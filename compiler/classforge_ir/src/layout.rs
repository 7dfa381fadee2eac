//! The data layout engine: the three per-type operations (`alloc_size`,
//! `store_size`, `alignment`) and the structure-layout walk that every
//! higher-level component (field ordering, instance/static layout, method
//! signatures) is built on top of.
//!
//! Generalized from a flat match over a five-variant enum to a recursive
//! walk over the full [`IrType`] algebra, with a complete structure-layout
//! algorithm (padding, alignment, field offsets).

use std::sync::Arc;

use classforge_abi::target::TargetDataLayout;
use classforge_abi::{AbiAndPrefAlign, Align, Size};
use tracing::instrument;

use crate::ir_type::{IntWidth, IrType, TypeArena};

/// A field's placement inside a structure: its byte offset and its type.
#[derive(Debug, Clone, PartialEq, Eq)]
pub struct FieldLayout {
    pub offset: u64,
    pub ty: IrType,
}

/// The computed, platform-specific layout of an `IrType`.
#[derive(Debug, Clone, PartialEq, Eq)]
pub struct TypeLayout {
    /// The "store size": the minimum number of bytes the value's bit
    /// pattern actually occupies.
    pub store_size: u64,
    /// The "alloc size": `store_size` rounded up to `align`, i.e. the
    /// stride used when the type repeats (an array element, consecutive
    /// struct fields of the same type).
    pub alloc_size: u64,
    /// The ABI alignment, in bytes.
    pub align: u64,
    /// Field layouts, populated only for `Structure`.
    pub fields: Vec<FieldLayout>,
}

/// Computes layouts for IR types against a target's data layout.
///
/// Unlike the ABI-generic `classforge_abi::layout::LayoutCtx` that used to
/// live on this type, a `LayoutCtx` here also resolves named (`Structure`/
/// `Opaque`) types through a [`TypeArena`], since a managed class's layout
/// is a recursive function of its supertype's layout.
pub struct LayoutCtx<'a> {
    data_layout: &'a TargetDataLayout,
    arena: &'a TypeArena,
}

impl<'a> LayoutCtx<'a> {
    pub fn new(data_layout: &'a TargetDataLayout, arena: &'a TypeArena) -> Self {
        LayoutCtx { data_layout, arena }
    }

    fn align_pair_for(&self, ty: &IrType) -> AbiAndPrefAlign {
        match ty {
            IrType::Void => AbiAndPrefAlign::new(8, 8),
            IrType::Integer(IntWidth::W8) => self.data_layout.i8_align,
            IrType::Integer(IntWidth::W16) => self.data_layout.i16_align,
            IrType::Integer(IntWidth::W32) => self.data_layout.i32_align,
            IrType::Integer(IntWidth::W64) => self.data_layout.i64_align,
            IrType::Float => self.data_layout.f32_align,
            IrType::Double => self.data_layout.f64_align,
            IrType::Pointer(_) => self.data_layout.pointer_align,
            IrType::Opaque(_) => self.data_layout.aggregate_align,
            IrType::Structure { .. } => self.data_layout.aggregate_align,
            IrType::Function { .. } => self.data_layout.pointer_align,
            IrType::Array { elem, .. } => self.align_pair_for(elem),
        }
    }

    /// The ABI alignment of `ty`, in bytes. For a named `Opaque` type this
    /// resolves through the arena first, falling back to aggregate
    /// alignment if the name is still undefined (a forward declaration
    /// whose layout is not needed yet, only its address).
    #[instrument(skip(self))]
    pub fn alignment(&self, ty: &IrType) -> u64 {
        if let IrType::Opaque(name) = ty {
            if let Some(resolved) = self.arena.resolve(name) {
                if !matches!(resolved, IrType::Opaque(_)) {
                    return self.alignment(&resolved);
                }
            }
        }
        self.align_pair_for(ty).abi.bytes()
    }

    fn store_size_bits(&self, ty: &IrType) -> u64 {
        match ty {
            IrType::Void => 0,
            IrType::Integer(w) => w.bits() as u64,
            IrType::Float => 32,
            IrType::Double => 64,
            IrType::Pointer(_) | IrType::Function { .. } => self.data_layout.pointer_size,
            IrType::Opaque(name) => match self.arena.resolve(name) {
                Some(resolved) if !matches!(resolved, IrType::Opaque(_)) => {
                    self.store_size_bits(&resolved)
                }
                _ => 0,
            },
            IrType::Structure { fields, .. } => {
                let layout = self.compute_struct_layout(ty);
                layout.store_size * 8
            }
            IrType::Array { elem, count } => self.alloc_size(elem) * 8 * count,
        }
    }

    /// The minimal number of bytes needed to hold `ty`'s bit pattern.
    pub fn store_size(&self, ty: &IrType) -> u64 {
        Size::from_bits(self.store_size_bits(ty)).bytes()
    }

    /// `store_size` rounded up to `ty`'s own alignment: the stride used
    /// when `ty` repeats, e.g. as an array element.
    pub fn alloc_size(&self, ty: &IrType) -> u64 {
        let store = self.store_size(ty);
        let align = self.alignment(ty).max(1);
        round_up(store, align)
    }

    /// Computes a structure's field offsets and overall size/alignment.
    /// Panics if `ty` is not `Structure` — callers only reach this through
    /// `store_size`/`alloc_size`/`full_layout`, which only invoke it on a
    /// `Structure`.
    fn compute_struct_layout(&self, ty: &IrType) -> TypeLayout {
        let IrType::Structure { fields, packed, .. } = ty else {
            unreachable!("compute_struct_layout called on a non-structure type");
        };

        let mut offset: u64 = 0;
        let mut field_layouts = Vec::with_capacity(fields.len());
        let mut max_align: u64 = 1;

        for field in fields {
            let field_align = if *packed { 1 } else { self.alignment(field) };
            max_align = max_align.max(field_align);
            if !*packed {
                offset = round_up(offset, field_align);
            }
            field_layouts.push(FieldLayout {
                offset,
                ty: field.clone(),
            });
            offset += self.store_size(field);
        }

        let store_size = offset;
        let align = if *packed { 1 } else { max_align };
        let alloc_size = round_up(store_size, align);

        TypeLayout {
            store_size,
            alloc_size,
            align,
            fields: field_layouts,
        }
    }

    /// The full layout (size, alignment, field offsets) of `ty`.
    pub fn full_layout(&self, ty: &IrType) -> TypeLayout {
        match ty {
            IrType::Structure { .. } => self.compute_struct_layout(ty),
            other => TypeLayout {
                store_size: self.store_size(other),
                alloc_size: self.alloc_size(other),
                align: self.alignment(other),
                fields: Vec::new(),
            },
        }
    }

    /// Builds the "null pointer indexing" style constant offset for the
    /// `index`-th field of a structure, without synthesizing any backend
    /// instruction — the offset is derived purely from the computed layout.
    pub fn offset_of_field(&self, ty: &IrType, index: usize) -> Option<u64> {
        let layout = self.full_layout(ty);
        layout.fields.get(index).map(|f| f.offset)
    }

    pub fn arena(&self) -> &TypeArena {
        self.arena
    }
}

fn round_up(value: u64, align: u64) -> u64 {
    if align == 0 {
        return value;
    }
    let rem = value % align;
    if rem == 0 {
        value
    } else {
        value + (align - rem)
    }
}

/// Trivial re-export so callers that only need a byte count don't have to
/// depend on `classforge_abi::Align` directly for the common case.
pub fn align_bytes(align: Align) -> u64 {
    align.bytes()
}

#[cfg(test)]
mod tests {
    use super::*;

    fn ctx<'a>(dl: &'a TargetDataLayout, arena: &'a TypeArena) -> LayoutCtx<'a> {
        LayoutCtx::new(dl, arena)
    }

    #[test]
    fn scalar_store_and_alloc_sizes_on_64_bit_target() {
        let dl = TargetDataLayout::default();
        let arena = TypeArena::new();
        let lc = ctx(&dl, &arena);

        assert_eq!(lc.store_size(&IrType::i8()), 1);
        assert_eq!(lc.store_size(&IrType::i32()), 4);
        assert_eq!(lc.store_size(&IrType::i64()), 8);
        assert_eq!(lc.store_size(&IrType::Double), 8);
        assert_eq!(lc.store_size(&IrType::ptr(IrType::i8())), 8);
        assert_eq!(lc.alignment(&IrType::i64()), 8);
    }

    #[test]
    fn struct_layout_inserts_padding_for_alignment() {
        // { i8, i32 } on a target where i32 is 4-byte aligned: the i8 is
        // followed by 3 bytes of padding before the i32.
        let dl = TargetDataLayout::default();
        let arena = TypeArena::new();
        let lc = ctx(&dl, &arena);

        let ty = IrType::Structure {
            name: None,
            fields: vec![IrType::i8(), IrType::i32()],
            packed: false,
        };
        let layout = lc.full_layout(&ty);
        assert_eq!(layout.fields[0].offset, 0);
        assert_eq!(layout.fields[1].offset, 4);
        assert_eq!(layout.store_size, 8);
        assert_eq!(layout.align, 4);
    }

    #[test]
    fn packed_struct_has_no_padding() {
        let dl = TargetDataLayout::default();
        let arena = TypeArena::new();
        let lc = ctx(&dl, &arena);

        let ty = IrType::Structure {
            name: None,
            fields: vec![IrType::i8(), IrType::i32()],
            packed: true,
        };
        let layout = lc.full_layout(&ty);
        assert_eq!(layout.fields[1].offset, 1);
        assert_eq!(layout.store_size, 5);
        assert_eq!(layout.align, 1);
    }

    #[test]
    fn resolved_opaque_defers_to_its_definition() {
        let dl = TargetDataLayout::default();
        let arena = TypeArena::new();
        arena.define(
            "Pair",
            IrType::Structure {
                name: Some(Arc::from("Pair")),
                fields: vec![IrType::i32(), IrType::i32()],
                packed: false,
            },
        );
        let lc = ctx(&dl, &arena);
        assert_eq!(lc.store_size(&IrType::opaque("Pair")), 8);
    }
}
-------------------------
* ASSIGNMENT
Whenever the word "count" occurs in a line above, copy that line.

* SOLUTION
            IrType::Array { elem, count } => self.alloc_size(elem) * 8 * count,
/// Trivial re-export so callers that only need a byte count don't have to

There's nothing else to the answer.